Christian Slater, l’unico negativo tra i 22 personaggi della pellicola, spiega: «Questa è l’America che ricordiamo e che ci manca»

da Roma

Paradossi americani. Emilio Estevez, il regista e attore lanciato da Coppola nel leggendario I ragazzi della 56ª strada, figlio di Martin Sheen e fratello di Charlie, gira un film per evocare ai più giovani il personaggio di Bob Kennedy e proprio loro lo tradiscono trasformando Bobby nel flop di Natale con appena 11 milioni di dollari d'incasso, raggiunti a fatica. Negli stessi giorni i giovanili Happy feet (180 milioni di dollari) e Casino Royale (160 milioni) si spartivano la grossa torta natalizia. Rimane l'amarezza per uno dei film più acclamati allo scorsa Mostra di Venezia, ben congegnato nell'intersecarsi in un solo giorno di 22 storie ambientate nell’hotel dove sta per essere assassinato Bob Kennedy (l'Ambassador di Los Angeles demolito poco dopo la fine delle riprese), che non è riuscito ad avere, nonostante il cast stellare (tra cui Anthony Hopkins, Demi Moore, Sharon Stone, Elijah Wood), altrettanto successo di pubblico messo in guardia da alcuni recensori che, sbagliando la mira, hanno parlato di progetto troppo ambizioso e «di un taglio antiquato dei personaggi hollywoodiani da Love Boat».
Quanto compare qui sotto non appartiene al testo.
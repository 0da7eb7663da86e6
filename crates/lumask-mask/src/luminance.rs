//! Weighted RGB-to-luminance conversion

use rayon::prelude::*;

use lumask_core::FloatImage;

use crate::error::MaskResult;

/// Build a luminance plane as the per-pixel weighted sum of three
/// channel planes. The weights are the working color space's Y row;
/// they are applied as given, without renormalization.
///
/// # Errors
///
/// Returns an error if the channel planes have differing dimensions.
pub fn rgb_luminance(
    r: &FloatImage,
    g: &FloatImage,
    b: &FloatImage,
    weights: [f32; 3],
    multithread: bool,
) -> MaskResult<FloatImage> {
    r.check_same_size(g)?;
    r.check_same_size(b)?;

    let mut lum = r.create_template();
    let w = r.width() as usize;
    let [wr, wg, wb] = weights;

    let combine_row = |(j, row): (usize, &mut [f32])| {
        let rr = &r.data()[j * w..(j + 1) * w];
        let gr = &g.data()[j * w..(j + 1) * w];
        let br = &b.data()[j * w..(j + 1) * w];
        for (i, cell) in row.iter_mut().enumerate() {
            *cell = rr[i] * wr + gr[i] * wg + br[i] * wb;
        }
    };

    if multithread {
        lum.data_mut()
            .par_chunks_mut(w)
            .enumerate()
            .for_each(combine_row);
    } else {
        lum.data_mut().chunks_mut(w).enumerate().for_each(combine_row);
    }

    Ok(lum)
}

#[cfg(test)]
mod tests {
    use super::*;
    use approx::assert_relative_eq;

    const REC709: [f32; 3] = [0.2126, 0.7152, 0.0722];

    #[test]
    fn test_weighted_sum() {
        let r = FloatImage::new_with_value(8, 6, 100.0).unwrap();
        let g = FloatImage::new_with_value(8, 6, 200.0).unwrap();
        let b = FloatImage::new_with_value(8, 6, 50.0).unwrap();

        let lum = rgb_luminance(&r, &g, &b, REC709, false).unwrap();
        let expected = 100.0 * 0.2126 + 200.0 * 0.7152 + 50.0 * 0.0722;
        for &v in lum.data() {
            assert_relative_eq!(v, expected, epsilon = 1e-4);
        }
    }

    #[test]
    fn test_size_mismatch() {
        let r = FloatImage::new(8, 6).unwrap();
        let g = FloatImage::new(8, 6).unwrap();
        let b = FloatImage::new(8, 7).unwrap();
        assert!(rgb_luminance(&r, &g, &b, REC709, false).is_err());
    }

    #[test]
    fn test_multithread_matches_single() {
        let mut r = FloatImage::new(16, 12).unwrap();
        let mut g = FloatImage::new(16, 12).unwrap();
        let mut b = FloatImage::new(16, 12).unwrap();
        for y in 0..12u32 {
            for x in 0..16u32 {
                r.set_pixel(x, y, (x * y) as f32).unwrap();
                g.set_pixel(x, y, (x + y) as f32).unwrap();
                b.set_pixel(x, y, x as f32).unwrap();
            }
        }

        let single = rgb_luminance(&r, &g, &b, REC709, false).unwrap();
        let multi = rgb_luminance(&r, &g, &b, REC709, true).unwrap();
        assert_eq!(single.data(), multi.data());
    }
}
//! Error types for lumask-mask

use thiserror::Error;

/// Errors that can occur during mask generation
#[derive(Debug, Error)]
pub enum MaskError {
    /// Core library error
    #[error("core error: {0}")]
    Core(#[from] lumask_core::Error),

    /// Filter library error
    #[error("filter error: {0}")]
    Filter(#[from] lumask_filter::FilterError),

    /// Image too small for the gradient stencil
    #[error("image {width}x{height} too small, need at least 5x5")]
    ImageTooSmall { width: u32, height: u32 },

    /// Invalid parameters
    #[error("invalid parameters: {0}")]
    InvalidParameters(String),
}

/// Result type for mask operations
pub type MaskResult<T> = Result<T, MaskError>;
Christian Slater, uno dei 24 attori protagonisti e l'unico ad avere un ruolo negativo (è il responsabile un po' razzista delle cucine dell'albergo), non ci sta e ieri a Roma, in occasione dell'uscita del film presentato all'Auditorium alla presenza di Veltroni, ha cercato in tutti i modi di difendere il lavoro dell'amico Emilio Estevez: «Volevo citare un giornalista europeo che dopo aver visto Bobby ha detto: "Questa è l'America che ricordiamo e ci manca". Per il mio personaggio Emilio ha pensato subito a me e io ho accettato senza neanche leggere la sceneggiatura. Quando l'ho avuta tra le mani ho pensato che era un po' tosto perché dovevo interpretare la parte della popolazione che non era d'accordo con i principi di Bob Kennedy. Ma un attore si deve anche poter calare nei personaggi che non la pensano come lui, lavorando in maniera onesta e veritiera».
La grande scommessa del film sta proprio nel tentativo di approssimarsi alla figura di Bob Kennedy senza dargli un volto d'attore, ma solo con immagini di repertorio, e lasciando a un suo bellissimo discorso pronunciato ai funerali di Martin Luther King (assassinato due mesi prima di lui), il testamento politico e morale di un uomo profondamente cristiano che da quel giugno del '68 si proietta con la stessa forza ai giorni nostri. «Ciascuna storia del film - spiega Slater che è nato un anno dopo quelle vicende - rappresenta un lato dell'umanità con i suoi aspetti negativi e positivi. Bob era veramente un uomo del popolo e quindi è fenomenale che questo film lo racconti proprio attraverso le vicende di queste persone. Dopo JFK e Luther King, forse Bob è stato l'ultimo che avrebbe potuto portare il mio Paese ad essere, come lui diceva, “altruista e compassionevole”. È l'ideale del politico che vorrei vedere oggi alla guida degli Stati Uniti».